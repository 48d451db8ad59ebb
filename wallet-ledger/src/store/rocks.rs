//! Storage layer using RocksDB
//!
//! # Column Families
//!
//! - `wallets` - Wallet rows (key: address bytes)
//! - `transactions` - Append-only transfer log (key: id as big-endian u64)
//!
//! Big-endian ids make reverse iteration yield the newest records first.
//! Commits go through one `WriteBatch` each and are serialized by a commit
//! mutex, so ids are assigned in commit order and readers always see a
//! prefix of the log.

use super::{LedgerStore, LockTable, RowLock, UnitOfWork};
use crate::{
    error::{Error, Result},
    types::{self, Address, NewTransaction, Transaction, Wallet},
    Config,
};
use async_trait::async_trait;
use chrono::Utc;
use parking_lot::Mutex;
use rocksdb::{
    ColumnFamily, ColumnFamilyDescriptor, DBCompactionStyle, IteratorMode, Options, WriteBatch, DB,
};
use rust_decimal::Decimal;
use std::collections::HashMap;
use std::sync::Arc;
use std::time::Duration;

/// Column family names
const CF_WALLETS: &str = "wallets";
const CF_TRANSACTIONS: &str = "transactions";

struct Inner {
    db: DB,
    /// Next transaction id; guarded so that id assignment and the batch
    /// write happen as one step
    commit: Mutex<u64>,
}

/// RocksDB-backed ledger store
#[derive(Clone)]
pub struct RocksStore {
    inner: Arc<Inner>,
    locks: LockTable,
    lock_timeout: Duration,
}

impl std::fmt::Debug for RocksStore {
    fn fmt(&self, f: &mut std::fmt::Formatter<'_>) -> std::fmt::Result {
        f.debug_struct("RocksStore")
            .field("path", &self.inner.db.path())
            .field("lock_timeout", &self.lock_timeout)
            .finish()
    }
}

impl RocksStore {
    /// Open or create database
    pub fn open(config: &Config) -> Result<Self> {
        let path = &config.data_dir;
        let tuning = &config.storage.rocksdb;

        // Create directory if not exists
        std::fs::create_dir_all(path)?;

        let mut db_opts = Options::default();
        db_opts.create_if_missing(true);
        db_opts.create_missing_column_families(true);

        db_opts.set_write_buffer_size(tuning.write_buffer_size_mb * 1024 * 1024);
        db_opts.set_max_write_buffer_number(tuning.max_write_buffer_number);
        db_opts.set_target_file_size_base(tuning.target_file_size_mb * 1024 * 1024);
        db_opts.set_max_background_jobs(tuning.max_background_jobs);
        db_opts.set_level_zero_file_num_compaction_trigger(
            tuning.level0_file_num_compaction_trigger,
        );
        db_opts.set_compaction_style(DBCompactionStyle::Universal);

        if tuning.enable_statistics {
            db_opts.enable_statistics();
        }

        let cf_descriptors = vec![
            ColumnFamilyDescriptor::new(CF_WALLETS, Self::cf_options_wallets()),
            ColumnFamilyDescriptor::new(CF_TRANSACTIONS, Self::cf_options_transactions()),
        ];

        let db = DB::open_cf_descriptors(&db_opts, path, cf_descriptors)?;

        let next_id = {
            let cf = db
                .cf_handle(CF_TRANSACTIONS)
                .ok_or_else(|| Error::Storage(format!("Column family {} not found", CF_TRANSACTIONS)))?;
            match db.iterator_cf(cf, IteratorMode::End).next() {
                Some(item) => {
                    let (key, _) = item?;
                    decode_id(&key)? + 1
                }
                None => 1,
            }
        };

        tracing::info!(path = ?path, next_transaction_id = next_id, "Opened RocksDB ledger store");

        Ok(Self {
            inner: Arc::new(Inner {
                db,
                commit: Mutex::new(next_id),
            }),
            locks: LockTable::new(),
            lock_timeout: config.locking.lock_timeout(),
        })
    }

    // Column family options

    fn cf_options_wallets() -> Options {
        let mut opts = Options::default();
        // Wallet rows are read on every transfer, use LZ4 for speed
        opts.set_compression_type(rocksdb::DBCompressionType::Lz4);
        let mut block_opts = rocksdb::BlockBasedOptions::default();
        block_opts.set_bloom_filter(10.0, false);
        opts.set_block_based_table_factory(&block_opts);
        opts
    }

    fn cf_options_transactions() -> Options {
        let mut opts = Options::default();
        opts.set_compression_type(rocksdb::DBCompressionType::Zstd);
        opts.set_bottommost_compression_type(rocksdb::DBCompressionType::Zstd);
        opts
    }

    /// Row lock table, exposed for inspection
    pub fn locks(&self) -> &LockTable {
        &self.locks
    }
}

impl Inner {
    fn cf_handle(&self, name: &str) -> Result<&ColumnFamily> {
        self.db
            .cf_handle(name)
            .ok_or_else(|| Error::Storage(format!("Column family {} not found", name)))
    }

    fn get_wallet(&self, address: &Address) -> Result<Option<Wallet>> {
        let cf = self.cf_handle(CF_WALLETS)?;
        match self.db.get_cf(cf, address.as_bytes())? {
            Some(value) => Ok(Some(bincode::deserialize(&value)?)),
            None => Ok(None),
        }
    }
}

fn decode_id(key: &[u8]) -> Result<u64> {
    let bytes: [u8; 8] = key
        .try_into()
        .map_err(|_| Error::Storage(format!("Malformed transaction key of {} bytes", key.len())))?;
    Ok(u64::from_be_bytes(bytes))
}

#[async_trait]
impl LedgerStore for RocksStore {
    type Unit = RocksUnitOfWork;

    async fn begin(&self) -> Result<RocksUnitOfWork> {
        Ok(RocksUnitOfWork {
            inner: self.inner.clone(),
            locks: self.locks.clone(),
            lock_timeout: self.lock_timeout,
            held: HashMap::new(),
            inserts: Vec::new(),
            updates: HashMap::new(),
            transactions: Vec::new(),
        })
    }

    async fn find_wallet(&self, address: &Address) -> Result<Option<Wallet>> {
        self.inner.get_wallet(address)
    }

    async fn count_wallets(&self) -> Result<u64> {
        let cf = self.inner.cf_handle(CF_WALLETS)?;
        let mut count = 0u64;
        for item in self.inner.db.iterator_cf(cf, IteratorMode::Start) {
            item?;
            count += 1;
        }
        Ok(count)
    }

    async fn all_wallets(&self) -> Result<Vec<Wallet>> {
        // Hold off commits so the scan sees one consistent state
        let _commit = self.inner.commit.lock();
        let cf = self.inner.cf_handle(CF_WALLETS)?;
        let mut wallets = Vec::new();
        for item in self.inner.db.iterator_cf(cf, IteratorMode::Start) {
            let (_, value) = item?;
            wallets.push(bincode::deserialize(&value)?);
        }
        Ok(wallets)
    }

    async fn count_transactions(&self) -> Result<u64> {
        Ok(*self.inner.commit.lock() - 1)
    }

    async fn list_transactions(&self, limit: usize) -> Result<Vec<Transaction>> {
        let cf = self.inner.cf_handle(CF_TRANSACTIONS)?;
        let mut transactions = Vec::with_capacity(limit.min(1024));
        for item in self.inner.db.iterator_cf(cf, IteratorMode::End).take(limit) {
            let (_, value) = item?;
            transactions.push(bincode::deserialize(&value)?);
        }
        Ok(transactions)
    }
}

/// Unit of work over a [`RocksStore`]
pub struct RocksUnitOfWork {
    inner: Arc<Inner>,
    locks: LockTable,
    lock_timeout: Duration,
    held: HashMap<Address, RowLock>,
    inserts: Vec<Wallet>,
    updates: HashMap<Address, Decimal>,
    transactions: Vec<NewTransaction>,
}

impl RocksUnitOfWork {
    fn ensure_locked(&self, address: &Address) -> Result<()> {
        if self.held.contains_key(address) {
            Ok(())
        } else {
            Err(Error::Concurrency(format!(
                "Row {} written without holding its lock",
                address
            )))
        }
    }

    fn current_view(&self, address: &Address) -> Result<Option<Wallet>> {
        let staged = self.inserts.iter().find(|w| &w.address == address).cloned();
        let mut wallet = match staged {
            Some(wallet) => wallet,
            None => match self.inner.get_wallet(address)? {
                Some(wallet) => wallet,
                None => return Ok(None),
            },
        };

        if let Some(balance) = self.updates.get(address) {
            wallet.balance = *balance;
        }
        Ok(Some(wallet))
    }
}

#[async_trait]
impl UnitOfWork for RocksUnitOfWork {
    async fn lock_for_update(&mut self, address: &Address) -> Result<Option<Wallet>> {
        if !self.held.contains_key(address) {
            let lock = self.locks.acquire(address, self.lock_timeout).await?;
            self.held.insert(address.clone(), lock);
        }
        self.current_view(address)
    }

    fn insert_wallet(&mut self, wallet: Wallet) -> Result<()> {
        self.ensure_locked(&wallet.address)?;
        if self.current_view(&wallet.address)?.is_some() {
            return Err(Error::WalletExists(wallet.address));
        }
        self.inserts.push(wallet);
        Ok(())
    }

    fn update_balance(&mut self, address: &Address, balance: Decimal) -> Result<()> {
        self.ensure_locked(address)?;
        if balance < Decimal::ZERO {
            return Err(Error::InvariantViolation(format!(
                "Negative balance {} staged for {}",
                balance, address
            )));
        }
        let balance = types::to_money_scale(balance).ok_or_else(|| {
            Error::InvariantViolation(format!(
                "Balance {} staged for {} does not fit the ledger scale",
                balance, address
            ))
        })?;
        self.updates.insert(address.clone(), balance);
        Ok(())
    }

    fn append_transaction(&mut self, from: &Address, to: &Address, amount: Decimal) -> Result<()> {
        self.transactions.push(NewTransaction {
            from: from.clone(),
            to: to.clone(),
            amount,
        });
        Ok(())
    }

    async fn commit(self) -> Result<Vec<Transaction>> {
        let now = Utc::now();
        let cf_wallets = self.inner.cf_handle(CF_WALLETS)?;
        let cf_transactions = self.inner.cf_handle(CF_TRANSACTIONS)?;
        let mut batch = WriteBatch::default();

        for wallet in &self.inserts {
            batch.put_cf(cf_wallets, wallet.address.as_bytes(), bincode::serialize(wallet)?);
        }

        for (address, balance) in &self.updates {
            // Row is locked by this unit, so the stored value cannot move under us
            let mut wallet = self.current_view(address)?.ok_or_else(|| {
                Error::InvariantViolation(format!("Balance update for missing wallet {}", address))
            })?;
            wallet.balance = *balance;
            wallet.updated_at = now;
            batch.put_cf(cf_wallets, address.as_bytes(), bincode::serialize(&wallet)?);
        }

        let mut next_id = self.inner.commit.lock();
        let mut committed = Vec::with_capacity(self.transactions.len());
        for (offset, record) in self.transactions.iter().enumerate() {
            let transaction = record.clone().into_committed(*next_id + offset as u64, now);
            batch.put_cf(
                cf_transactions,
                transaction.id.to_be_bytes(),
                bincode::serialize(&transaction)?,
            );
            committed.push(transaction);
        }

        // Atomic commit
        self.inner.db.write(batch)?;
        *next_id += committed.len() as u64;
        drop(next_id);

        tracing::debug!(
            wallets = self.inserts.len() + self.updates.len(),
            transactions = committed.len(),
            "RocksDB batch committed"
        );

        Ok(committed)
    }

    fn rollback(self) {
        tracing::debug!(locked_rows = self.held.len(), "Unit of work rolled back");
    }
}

★ ★ ★ ★

Assignment
Reproduce every line of the entries above, unchanged, from the very first one down to and including the line containing "or create database".

Solution for this task
repository 48d451db8ad59ebb
filename wallet-ledger/src/store/rocks.rs
//! Storage layer using RocksDB
//!
//! # Column Families
//!
//! - `wallets` - Wallet rows (key: address bytes)
//! - `transactions` - Append-only transfer log (key: id as big-endian u64)
//!
//! Big-endian ids make reverse iteration yield the newest records first.
//! Commits go through one `WriteBatch` each and are serialized by a commit
//! mutex, so ids are assigned in commit order and readers always see a
//! prefix of the log.

use super::{LedgerStore, LockTable, RowLock, UnitOfWork};
use crate::{
    error::{Error, Result},
    types::{self, Address, NewTransaction, Transaction, Wallet},
    Config,
};
use async_trait::async_trait;
use chrono::Utc;
use parking_lot::Mutex;
use rocksdb::{
    ColumnFamily, ColumnFamilyDescriptor, DBCompactionStyle, IteratorMode, Options, WriteBatch, DB,
};
use rust_decimal::Decimal;
use std::collections::HashMap;
use std::sync::Arc;
use std::time::Duration;

/// Column family names
const CF_WALLETS: &str = "wallets";
const CF_TRANSACTIONS: &str = "transactions";

struct Inner {
    db: DB,
    /// Next transaction id; guarded so that id assignment and the batch
    /// write happen as one step
    commit: Mutex<u64>,
}

/// RocksDB-backed ledger store
#[derive(Clone)]
pub struct RocksStore {
    inner: Arc<Inner>,
    locks: LockTable,
    lock_timeout: Duration,
}

impl std::fmt::Debug for RocksStore {
    fn fmt(&self, f: &mut std::fmt::Formatter<'_>) -> std::fmt::Result {
        f.debug_struct("RocksStore")
            .field("path", &self.inner.db.path())
            .field("lock_timeout", &self.lock_timeout)
            .finish()
    }
}

impl RocksStore {
    /// Open or create database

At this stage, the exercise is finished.